*** Begin section ***

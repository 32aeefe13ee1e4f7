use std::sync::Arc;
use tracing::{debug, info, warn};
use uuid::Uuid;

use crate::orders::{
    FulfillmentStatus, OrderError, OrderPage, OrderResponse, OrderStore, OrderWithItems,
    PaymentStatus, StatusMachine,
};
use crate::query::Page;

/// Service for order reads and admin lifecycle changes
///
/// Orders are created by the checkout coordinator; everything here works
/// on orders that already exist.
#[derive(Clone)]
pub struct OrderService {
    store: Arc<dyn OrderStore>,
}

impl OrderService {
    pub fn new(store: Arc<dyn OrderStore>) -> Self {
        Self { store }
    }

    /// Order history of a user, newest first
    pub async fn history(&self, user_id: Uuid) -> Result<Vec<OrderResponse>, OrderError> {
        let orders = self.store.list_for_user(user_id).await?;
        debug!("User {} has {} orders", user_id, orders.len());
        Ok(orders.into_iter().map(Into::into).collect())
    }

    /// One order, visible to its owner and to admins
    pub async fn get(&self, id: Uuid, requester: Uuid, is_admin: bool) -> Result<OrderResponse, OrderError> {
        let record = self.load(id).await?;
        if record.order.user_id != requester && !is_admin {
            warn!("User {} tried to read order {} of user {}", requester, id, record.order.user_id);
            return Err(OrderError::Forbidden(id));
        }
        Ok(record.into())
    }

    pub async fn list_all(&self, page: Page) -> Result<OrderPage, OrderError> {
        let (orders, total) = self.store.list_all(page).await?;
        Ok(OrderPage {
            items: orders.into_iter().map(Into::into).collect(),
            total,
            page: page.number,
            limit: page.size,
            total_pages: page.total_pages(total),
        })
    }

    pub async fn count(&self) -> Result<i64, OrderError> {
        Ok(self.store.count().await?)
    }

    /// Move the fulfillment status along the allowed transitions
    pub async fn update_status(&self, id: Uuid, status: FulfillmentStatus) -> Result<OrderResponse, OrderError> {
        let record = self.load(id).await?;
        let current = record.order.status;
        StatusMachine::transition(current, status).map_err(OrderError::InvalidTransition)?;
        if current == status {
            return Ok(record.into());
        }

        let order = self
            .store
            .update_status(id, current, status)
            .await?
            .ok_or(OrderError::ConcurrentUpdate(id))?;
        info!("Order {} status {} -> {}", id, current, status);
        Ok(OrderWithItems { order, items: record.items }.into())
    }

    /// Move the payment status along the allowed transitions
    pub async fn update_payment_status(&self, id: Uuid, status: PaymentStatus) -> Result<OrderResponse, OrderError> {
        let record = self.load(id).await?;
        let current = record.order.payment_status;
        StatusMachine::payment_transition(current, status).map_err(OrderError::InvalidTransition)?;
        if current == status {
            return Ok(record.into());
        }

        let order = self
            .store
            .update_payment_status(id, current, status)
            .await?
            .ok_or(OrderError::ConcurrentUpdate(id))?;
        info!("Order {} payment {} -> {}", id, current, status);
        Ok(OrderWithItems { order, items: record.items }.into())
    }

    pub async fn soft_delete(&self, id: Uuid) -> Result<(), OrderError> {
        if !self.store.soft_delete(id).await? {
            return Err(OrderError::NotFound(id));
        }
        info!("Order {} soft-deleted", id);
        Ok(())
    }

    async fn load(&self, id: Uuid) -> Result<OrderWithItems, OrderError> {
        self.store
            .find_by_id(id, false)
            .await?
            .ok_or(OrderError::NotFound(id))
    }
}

*** End section ***
*** Begin section ***

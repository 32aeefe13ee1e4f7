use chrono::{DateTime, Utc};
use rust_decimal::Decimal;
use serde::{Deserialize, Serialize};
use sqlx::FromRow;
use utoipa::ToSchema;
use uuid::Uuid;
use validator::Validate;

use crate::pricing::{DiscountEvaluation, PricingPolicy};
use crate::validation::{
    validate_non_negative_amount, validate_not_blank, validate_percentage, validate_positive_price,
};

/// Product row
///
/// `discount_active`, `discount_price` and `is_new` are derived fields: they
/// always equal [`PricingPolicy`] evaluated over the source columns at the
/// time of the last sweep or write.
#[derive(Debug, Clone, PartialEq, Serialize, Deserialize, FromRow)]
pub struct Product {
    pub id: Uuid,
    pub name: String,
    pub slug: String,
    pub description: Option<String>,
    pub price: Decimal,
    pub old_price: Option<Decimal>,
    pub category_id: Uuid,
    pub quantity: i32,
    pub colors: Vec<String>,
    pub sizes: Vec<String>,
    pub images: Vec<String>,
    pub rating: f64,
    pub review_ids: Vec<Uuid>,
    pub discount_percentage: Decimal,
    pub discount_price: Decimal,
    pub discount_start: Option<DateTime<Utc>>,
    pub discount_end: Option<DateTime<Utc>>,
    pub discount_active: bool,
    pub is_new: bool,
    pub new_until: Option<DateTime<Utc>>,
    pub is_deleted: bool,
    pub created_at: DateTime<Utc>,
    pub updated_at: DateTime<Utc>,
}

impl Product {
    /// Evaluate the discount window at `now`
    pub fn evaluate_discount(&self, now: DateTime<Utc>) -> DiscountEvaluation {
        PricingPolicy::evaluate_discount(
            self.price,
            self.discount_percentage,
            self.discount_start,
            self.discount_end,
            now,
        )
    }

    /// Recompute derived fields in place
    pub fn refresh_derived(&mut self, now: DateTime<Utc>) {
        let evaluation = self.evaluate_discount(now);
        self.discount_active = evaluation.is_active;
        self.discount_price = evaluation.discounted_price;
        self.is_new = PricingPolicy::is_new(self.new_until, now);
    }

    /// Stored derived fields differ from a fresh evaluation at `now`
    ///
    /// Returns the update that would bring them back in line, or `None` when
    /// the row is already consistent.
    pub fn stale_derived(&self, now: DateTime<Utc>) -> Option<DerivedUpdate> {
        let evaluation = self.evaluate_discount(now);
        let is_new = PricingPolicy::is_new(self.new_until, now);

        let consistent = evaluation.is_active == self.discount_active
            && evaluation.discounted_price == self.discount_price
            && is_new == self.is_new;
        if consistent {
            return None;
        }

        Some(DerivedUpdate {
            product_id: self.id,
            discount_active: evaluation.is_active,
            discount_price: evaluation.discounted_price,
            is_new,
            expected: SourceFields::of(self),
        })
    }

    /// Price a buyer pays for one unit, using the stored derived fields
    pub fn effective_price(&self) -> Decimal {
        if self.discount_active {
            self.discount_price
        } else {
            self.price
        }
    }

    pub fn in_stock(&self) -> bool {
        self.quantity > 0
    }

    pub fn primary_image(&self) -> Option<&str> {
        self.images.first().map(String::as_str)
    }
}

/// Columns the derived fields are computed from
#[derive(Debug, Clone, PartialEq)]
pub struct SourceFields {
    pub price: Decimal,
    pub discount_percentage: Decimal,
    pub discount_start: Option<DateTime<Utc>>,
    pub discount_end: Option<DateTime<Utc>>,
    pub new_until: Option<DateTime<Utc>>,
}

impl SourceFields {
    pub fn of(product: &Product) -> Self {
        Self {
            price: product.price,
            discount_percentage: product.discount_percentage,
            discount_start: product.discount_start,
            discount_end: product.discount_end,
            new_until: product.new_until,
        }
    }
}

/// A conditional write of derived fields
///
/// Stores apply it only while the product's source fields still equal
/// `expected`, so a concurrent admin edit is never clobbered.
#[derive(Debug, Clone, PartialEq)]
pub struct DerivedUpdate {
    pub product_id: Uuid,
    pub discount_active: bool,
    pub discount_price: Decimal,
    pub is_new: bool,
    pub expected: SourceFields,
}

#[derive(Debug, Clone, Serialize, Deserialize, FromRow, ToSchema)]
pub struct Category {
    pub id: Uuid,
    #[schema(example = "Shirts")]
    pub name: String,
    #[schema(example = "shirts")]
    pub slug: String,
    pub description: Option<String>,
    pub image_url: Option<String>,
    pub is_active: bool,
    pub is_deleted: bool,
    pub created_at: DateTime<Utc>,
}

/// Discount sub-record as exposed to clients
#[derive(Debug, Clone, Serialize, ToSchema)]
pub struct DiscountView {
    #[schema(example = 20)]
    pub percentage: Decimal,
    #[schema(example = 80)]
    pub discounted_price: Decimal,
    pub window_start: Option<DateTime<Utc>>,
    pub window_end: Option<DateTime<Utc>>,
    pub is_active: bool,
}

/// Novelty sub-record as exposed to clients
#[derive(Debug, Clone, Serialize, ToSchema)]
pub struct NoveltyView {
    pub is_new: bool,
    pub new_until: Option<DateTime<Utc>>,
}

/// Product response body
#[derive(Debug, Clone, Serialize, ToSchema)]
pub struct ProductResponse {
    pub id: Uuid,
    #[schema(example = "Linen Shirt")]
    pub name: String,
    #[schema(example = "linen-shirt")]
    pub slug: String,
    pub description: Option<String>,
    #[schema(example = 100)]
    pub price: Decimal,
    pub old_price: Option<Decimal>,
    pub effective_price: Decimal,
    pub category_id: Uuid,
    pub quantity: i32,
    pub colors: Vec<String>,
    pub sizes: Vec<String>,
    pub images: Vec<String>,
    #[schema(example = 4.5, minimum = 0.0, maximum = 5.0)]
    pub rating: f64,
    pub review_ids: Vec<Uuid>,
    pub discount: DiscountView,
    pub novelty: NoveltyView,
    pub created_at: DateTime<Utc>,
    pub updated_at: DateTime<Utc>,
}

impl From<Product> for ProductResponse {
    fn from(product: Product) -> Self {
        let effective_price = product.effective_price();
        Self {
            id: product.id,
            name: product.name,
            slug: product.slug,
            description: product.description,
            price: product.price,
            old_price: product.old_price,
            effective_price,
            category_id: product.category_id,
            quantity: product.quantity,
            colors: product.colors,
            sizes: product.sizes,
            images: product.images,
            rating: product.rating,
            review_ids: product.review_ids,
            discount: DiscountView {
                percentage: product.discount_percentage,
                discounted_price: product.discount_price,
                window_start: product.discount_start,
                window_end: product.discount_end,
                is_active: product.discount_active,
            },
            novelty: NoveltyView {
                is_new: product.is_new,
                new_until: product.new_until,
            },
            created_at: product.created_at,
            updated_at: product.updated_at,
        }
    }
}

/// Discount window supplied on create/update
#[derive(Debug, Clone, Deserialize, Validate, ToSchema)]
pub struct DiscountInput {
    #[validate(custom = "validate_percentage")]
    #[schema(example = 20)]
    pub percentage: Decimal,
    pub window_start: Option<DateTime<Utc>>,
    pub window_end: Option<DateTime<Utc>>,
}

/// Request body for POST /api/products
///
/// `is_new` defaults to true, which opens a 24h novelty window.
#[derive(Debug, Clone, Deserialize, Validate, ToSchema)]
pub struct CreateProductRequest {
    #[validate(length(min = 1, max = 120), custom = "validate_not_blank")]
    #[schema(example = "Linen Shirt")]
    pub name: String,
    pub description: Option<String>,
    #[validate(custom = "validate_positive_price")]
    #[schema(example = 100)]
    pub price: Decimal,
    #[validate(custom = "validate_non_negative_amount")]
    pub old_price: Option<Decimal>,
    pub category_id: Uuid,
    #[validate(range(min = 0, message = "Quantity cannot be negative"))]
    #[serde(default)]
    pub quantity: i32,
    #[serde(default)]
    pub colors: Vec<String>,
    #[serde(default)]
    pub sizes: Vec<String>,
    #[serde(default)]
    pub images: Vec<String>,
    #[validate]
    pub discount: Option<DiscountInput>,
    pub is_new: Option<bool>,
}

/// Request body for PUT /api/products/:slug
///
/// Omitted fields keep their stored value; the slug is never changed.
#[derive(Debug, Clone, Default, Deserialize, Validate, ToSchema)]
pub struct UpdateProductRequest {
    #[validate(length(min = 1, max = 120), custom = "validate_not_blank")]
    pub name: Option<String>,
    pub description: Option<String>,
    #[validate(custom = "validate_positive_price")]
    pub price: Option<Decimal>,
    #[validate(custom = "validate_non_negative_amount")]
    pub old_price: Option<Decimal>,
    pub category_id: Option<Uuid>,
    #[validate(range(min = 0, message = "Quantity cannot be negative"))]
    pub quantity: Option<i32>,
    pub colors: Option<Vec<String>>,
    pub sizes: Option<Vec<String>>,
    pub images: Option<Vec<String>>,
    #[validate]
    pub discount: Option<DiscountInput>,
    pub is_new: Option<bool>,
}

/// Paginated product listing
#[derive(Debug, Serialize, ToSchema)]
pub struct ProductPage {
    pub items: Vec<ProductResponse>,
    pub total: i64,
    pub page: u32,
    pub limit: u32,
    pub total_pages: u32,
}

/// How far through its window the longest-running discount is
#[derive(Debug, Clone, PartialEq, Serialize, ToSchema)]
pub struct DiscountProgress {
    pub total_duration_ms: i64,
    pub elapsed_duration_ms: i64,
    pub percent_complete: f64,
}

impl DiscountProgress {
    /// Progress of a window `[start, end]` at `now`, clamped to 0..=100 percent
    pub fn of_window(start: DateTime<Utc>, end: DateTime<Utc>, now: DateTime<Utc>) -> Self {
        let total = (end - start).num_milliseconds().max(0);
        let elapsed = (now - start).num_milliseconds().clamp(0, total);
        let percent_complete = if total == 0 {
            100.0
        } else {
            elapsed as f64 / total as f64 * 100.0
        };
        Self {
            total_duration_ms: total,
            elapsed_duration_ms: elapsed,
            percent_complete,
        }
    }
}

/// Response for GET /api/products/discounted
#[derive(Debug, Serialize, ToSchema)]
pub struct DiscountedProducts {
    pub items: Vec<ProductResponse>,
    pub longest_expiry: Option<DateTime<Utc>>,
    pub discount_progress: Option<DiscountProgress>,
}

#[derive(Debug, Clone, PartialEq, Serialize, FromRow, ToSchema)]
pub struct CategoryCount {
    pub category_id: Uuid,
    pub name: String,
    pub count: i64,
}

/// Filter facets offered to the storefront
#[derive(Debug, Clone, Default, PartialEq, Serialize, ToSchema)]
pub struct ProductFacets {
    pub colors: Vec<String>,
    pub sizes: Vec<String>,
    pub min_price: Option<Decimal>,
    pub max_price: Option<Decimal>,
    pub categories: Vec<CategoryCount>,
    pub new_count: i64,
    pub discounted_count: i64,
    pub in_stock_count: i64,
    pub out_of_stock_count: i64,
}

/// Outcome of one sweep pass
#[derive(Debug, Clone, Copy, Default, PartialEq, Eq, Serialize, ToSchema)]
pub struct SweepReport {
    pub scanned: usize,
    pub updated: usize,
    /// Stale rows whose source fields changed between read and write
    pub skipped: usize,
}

*** End section ***
*** Begin section ***

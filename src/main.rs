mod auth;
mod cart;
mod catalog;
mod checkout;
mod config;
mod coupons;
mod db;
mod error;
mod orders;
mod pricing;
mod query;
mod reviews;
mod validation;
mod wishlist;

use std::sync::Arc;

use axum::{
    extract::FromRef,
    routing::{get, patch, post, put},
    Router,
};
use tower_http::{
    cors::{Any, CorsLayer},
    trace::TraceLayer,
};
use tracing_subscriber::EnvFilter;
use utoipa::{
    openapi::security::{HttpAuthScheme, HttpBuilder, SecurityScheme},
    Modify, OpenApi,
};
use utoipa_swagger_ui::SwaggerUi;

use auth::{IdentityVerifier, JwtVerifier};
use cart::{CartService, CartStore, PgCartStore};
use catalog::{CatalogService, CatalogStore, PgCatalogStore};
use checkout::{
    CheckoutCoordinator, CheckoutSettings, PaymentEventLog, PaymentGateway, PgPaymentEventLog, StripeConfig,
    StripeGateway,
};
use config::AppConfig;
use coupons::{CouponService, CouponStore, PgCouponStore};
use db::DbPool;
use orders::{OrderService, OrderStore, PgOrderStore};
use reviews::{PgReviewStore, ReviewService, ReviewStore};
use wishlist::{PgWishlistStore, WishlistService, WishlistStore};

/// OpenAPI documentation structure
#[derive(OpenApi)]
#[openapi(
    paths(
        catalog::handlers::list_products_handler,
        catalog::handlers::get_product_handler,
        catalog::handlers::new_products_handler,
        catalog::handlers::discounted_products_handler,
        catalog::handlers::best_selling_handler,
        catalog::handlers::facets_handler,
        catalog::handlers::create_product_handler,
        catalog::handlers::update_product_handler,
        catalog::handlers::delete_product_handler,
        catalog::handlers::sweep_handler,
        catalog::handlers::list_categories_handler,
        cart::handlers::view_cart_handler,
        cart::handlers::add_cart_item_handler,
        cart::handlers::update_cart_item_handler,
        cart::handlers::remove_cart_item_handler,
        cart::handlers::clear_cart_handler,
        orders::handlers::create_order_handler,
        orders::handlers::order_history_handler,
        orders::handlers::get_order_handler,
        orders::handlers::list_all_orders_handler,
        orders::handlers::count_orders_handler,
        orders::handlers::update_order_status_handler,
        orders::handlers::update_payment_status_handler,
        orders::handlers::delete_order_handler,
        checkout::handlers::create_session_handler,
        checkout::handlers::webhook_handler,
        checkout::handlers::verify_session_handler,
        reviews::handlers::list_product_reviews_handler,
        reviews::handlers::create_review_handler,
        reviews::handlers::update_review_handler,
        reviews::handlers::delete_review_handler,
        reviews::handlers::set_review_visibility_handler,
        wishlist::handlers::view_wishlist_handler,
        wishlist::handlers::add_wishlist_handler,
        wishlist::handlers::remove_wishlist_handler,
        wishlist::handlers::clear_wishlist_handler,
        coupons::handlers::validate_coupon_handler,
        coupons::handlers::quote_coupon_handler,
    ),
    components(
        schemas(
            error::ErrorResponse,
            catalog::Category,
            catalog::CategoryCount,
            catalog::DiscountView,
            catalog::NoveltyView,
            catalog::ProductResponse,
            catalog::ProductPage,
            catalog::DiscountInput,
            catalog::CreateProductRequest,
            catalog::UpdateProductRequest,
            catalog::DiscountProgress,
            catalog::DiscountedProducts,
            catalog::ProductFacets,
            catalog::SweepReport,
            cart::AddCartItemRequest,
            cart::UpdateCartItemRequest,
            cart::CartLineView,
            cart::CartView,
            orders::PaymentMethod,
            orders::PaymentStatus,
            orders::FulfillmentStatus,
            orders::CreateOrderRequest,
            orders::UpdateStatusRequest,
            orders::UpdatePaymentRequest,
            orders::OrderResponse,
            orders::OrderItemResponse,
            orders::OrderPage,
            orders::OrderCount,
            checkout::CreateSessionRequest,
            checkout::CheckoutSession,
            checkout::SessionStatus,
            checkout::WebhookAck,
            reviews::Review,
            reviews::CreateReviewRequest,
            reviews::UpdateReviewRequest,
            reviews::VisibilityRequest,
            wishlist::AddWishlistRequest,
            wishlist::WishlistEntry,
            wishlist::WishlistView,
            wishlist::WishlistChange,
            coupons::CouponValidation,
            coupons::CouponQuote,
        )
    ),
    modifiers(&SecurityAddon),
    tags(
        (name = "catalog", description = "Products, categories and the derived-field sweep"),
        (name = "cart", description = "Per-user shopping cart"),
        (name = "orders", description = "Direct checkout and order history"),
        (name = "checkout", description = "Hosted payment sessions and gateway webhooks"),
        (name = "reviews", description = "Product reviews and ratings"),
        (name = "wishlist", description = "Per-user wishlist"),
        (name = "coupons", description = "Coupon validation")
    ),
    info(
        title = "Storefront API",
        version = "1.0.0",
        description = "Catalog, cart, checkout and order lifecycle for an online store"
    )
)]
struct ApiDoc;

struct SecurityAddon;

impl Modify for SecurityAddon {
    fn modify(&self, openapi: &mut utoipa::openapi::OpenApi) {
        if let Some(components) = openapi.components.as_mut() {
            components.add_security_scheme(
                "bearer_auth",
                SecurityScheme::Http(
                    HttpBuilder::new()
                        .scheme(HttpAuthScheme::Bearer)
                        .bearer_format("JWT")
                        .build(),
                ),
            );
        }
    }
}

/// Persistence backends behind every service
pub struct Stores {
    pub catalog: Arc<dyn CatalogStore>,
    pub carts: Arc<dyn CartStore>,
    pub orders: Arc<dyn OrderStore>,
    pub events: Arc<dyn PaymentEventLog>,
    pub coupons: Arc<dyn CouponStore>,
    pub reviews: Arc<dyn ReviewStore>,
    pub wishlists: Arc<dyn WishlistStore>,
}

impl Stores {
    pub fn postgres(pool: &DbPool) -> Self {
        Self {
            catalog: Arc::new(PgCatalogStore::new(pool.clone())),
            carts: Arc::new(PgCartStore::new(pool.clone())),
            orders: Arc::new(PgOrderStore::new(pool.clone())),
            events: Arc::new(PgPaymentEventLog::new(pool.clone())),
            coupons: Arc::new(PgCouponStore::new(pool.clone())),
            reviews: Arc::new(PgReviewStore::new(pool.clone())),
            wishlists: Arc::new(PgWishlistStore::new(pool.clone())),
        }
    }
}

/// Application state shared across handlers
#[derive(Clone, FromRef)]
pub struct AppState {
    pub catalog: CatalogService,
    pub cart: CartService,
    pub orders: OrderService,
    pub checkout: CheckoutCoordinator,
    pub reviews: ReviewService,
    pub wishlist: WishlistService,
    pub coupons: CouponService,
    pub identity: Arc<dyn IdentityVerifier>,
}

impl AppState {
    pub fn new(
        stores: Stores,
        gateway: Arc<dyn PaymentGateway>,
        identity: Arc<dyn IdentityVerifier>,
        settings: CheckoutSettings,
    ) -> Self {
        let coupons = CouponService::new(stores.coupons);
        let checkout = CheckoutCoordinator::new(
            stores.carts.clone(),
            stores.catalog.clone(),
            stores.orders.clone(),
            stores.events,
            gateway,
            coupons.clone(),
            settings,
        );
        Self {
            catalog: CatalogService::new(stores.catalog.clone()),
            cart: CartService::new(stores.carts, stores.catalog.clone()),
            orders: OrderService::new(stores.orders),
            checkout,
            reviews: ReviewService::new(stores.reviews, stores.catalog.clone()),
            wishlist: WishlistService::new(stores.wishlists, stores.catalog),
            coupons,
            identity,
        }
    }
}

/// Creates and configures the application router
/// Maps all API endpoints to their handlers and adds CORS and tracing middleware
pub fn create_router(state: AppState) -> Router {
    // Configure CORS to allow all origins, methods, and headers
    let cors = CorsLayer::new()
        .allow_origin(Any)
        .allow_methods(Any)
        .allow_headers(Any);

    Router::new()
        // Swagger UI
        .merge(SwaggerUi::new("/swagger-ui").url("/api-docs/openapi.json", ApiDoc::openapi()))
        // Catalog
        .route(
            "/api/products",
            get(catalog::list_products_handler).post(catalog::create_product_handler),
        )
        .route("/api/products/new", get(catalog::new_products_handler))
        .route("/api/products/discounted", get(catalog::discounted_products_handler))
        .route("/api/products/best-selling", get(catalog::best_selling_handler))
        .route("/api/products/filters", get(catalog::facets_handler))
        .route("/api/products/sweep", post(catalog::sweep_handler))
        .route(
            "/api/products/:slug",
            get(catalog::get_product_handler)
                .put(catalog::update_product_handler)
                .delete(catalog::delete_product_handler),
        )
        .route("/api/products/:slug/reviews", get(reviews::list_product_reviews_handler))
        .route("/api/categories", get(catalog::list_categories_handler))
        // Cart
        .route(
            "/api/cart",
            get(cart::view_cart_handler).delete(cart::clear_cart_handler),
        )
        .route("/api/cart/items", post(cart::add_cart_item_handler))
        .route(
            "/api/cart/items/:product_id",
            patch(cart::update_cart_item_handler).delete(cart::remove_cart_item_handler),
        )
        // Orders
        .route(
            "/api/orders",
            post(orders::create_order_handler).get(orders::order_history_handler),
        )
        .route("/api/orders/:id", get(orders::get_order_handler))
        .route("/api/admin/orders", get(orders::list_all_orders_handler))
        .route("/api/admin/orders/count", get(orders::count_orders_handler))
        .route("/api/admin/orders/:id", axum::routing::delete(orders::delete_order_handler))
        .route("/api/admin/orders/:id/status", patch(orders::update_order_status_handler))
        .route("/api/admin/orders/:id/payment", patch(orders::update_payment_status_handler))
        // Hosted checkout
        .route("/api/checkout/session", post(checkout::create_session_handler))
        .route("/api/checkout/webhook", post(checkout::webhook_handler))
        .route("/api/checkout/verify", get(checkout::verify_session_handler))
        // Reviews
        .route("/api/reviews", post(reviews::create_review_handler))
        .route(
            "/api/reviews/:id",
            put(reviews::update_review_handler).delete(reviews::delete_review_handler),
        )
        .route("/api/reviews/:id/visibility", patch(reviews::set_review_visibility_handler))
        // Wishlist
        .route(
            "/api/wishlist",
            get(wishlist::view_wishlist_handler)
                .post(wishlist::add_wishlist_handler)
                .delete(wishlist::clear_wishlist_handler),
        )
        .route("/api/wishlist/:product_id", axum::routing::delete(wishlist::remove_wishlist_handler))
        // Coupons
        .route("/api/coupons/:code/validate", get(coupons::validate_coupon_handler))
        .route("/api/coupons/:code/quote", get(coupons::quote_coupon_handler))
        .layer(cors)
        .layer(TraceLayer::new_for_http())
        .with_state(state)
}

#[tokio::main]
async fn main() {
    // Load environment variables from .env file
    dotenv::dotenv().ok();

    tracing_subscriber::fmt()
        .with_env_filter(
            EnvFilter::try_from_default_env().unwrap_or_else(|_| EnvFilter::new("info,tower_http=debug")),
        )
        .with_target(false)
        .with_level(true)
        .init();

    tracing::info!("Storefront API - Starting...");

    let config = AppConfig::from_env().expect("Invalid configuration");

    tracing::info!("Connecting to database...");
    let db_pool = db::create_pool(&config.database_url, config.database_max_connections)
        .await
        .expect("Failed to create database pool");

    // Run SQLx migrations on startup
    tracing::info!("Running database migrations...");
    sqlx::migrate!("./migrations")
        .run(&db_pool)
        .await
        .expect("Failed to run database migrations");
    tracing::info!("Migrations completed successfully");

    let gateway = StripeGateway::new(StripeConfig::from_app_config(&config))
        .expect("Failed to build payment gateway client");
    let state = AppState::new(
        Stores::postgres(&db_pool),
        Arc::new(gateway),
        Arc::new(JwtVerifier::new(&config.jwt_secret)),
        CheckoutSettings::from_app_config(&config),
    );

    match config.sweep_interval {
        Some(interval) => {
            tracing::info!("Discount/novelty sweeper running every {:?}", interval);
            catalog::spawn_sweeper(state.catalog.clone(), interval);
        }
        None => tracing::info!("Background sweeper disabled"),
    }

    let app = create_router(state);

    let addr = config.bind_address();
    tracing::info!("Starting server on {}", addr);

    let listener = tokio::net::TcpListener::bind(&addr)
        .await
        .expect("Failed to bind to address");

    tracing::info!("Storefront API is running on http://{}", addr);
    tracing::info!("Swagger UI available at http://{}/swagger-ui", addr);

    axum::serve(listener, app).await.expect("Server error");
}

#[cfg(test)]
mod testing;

*** End section ***

WHAT IS NEEDED:
Filter the records above for the string "StripeGateway" and copy each matching line.

SOLUTION TO THIS TASK:
    StripeGateway,
    let gateway = StripeGateway::new(StripeConfig::from_app_config(&config))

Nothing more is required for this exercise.